ロッテリアが「ゼッテリア(Zetteria)」に看板を掛け替えたことが明らかになった。元祖ブランドが名称を手放してまで不況と向き合っている。
22日の日本経済新聞(日経)によると、ロッテリア運営会社のゼンショーホールディングスは、3月をめどに国内のロッテリア店舗を順次閉店し、ゼッテリアブランドへ統合する方針だという。このように、1972年に東京・日本橋高島屋に1号店を開店して以来、54年続いた日本のロッテリアは、歴史の幕を下ろすことになった。
ゼッテリアは、ロッテリアの代表メニューである「絶品(ZEPPIN)バーガー」の「ZE」と「カフェテリア(CAFETERIA)」の「TERIA」を組み合わせた名称だ。日経は「外食市場の競争が激化する中、ファストフードも差別化が求められている」と分析した。

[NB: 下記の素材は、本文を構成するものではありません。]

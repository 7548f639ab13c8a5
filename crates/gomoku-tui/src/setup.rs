//! The Gomoku menu and the sessions its buttons start.

use gomoku_app::{
    App, AppBuilder, ButtonContext, GameBuilder, PlayerAlreadySetError, Theme, ValidationError,
    constants::WINDOW_TITLE,
};

/// Labels of the main menu, top to bottom.
pub const MENU_BUTTONS: [&str; 4] = ["1 vs 1", "1 vs AI", "AI vs AI", "Quit"];

type AssignPlayers = fn(&mut GameBuilder) -> Result<&mut GameBuilder, PlayerAlreadySetError>;

fn start_session(ctx: &mut ButtonContext, assign: AssignPlayers) {
    let mut builder = GameBuilder::new();
    match assign(&mut builder) {
        Ok(builder) => ctx.start_game(builder.build()),
        Err(e) => tracing::warn!("Session not started: {e}"),
    }
}

/// Configure the Gomoku app for a `width` x `height` window.
///
/// # Errors
///
/// [`ValidationError`] if the window size has a zero axis.
pub fn build_app(width: u32, height: u32, theme: Theme) -> Result<App, ValidationError> {
    let [human, mixed, ai, _] = MENU_BUTTONS;

    let builder = AppBuilder::new().set_windows_size(width, height).set_menu_title(WINDOW_TITLE);
    let builder = match theme {
        Theme::Dark => builder.set_menu_dark_theme(),
        Theme::Light => builder.set_menu_light_theme(),
    };

    builder
        .add_menu_button(human, |ctx| start_session(ctx, GameBuilder::set_players_only_human))
        .add_menu_button(mixed, |ctx| start_session(ctx, GameBuilder::set_players_mixed))
        .add_menu_button(ai, |ctx| start_session(ctx, GameBuilder::set_players_only_ai))
        .add_menu_quit_button()
        .build()
}

#[cfg(test)]
mod tests {
    use gomoku_app::{Menu, PlayerKind, Seat};

    use super::*;

    #[test]
    fn menu_has_gomoku_buttons() {
        let Ok(app) = build_app(800, 600, Theme::Dark) else {
            unreachable!("valid configuration");
        };

        assert!(app.has_menu());
        assert_eq!(app.menu().map(Menu::button_names), Some(MENU_BUTTONS.to_vec()));
        assert_eq!(app.menu().map(Menu::title), Some("Gomoku"));
        assert_eq!(app.menu().map(Menu::theme), Some(Theme::Dark));
    }

    #[test]
    fn sessions_seat_expected_players() {
        let mut ctx = ButtonContext::new();
        start_session(&mut ctx, GameBuilder::set_players_only_ai);

        let game = ctx.take_game();
        let kinds = game.as_ref().and_then(|g| {
            Some((g.player(Seat::First)?.kind(), g.player(Seat::Second)?.kind()))
        });
        assert_eq!(kinds, Some((PlayerKind::Ai, PlayerKind::Ai)));
        assert!(ctx.menu_closed());
    }

    #[test]
    fn rejects_empty_window() {
        assert_eq!(
            build_app(0, 0, Theme::Light).err(),
            Some(ValidationError::EmptyWindow { width: 0, height: 0 })
        );
    }
}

ブランドの改名は予告されていたものだった。ゼンショーホールディングスは2023年にロッテリアを買収し、同年9月に東京でゼッテリア1号店をオープンした。以降、既存店舗の転換を段階的に進めてきたのだ。その結果、店舗数は大きく再編された。2023年1月に358店舗あったロッテリアは、2024年6月時点で222店舗まで減少した。
一方、ゼッテリアは着実に店舗数を増やし、2024年12月末時点でロッテリア106店舗、ゼッテリア172店舗となった。日本のハンバーガー業界では、マクドナルド・モスバーガー・バーガーキングに次ぐ4位規模だという。
ロッテリアのルーツは日本にあるが、現在は日韓で運営主体が分かれ、事実上別ブランドとなっている。元祖よりも韓国の方が成功しているという珍しい構図だ。日本のロッテリアは赤字が続き、最終的にファンドに売却されたが、韓国では厳しい市場環境の中でも健闘している。韓国内ではマムズタッチに次いで店舗数2位の規模であり、マクドナルド・バーガーキング・KFCなどのグローバルブランドを上回るとされている。
運営会社のLOTTE GRSによると、韓国ロッテリアの2024年1~3四半期の累積売上高は8,221億ウォン(約880億円)、営業利益は536億ウォン(約57億円)を記録したという。通期では売上高1兆ウォン(約1,070億円)超が見込まれており、2017年以来8年ぶりの大台復帰となる可能性が高い。収益性を重視した店舗改装や新メニュー開発など、体質改善が奏功した結果だとされている。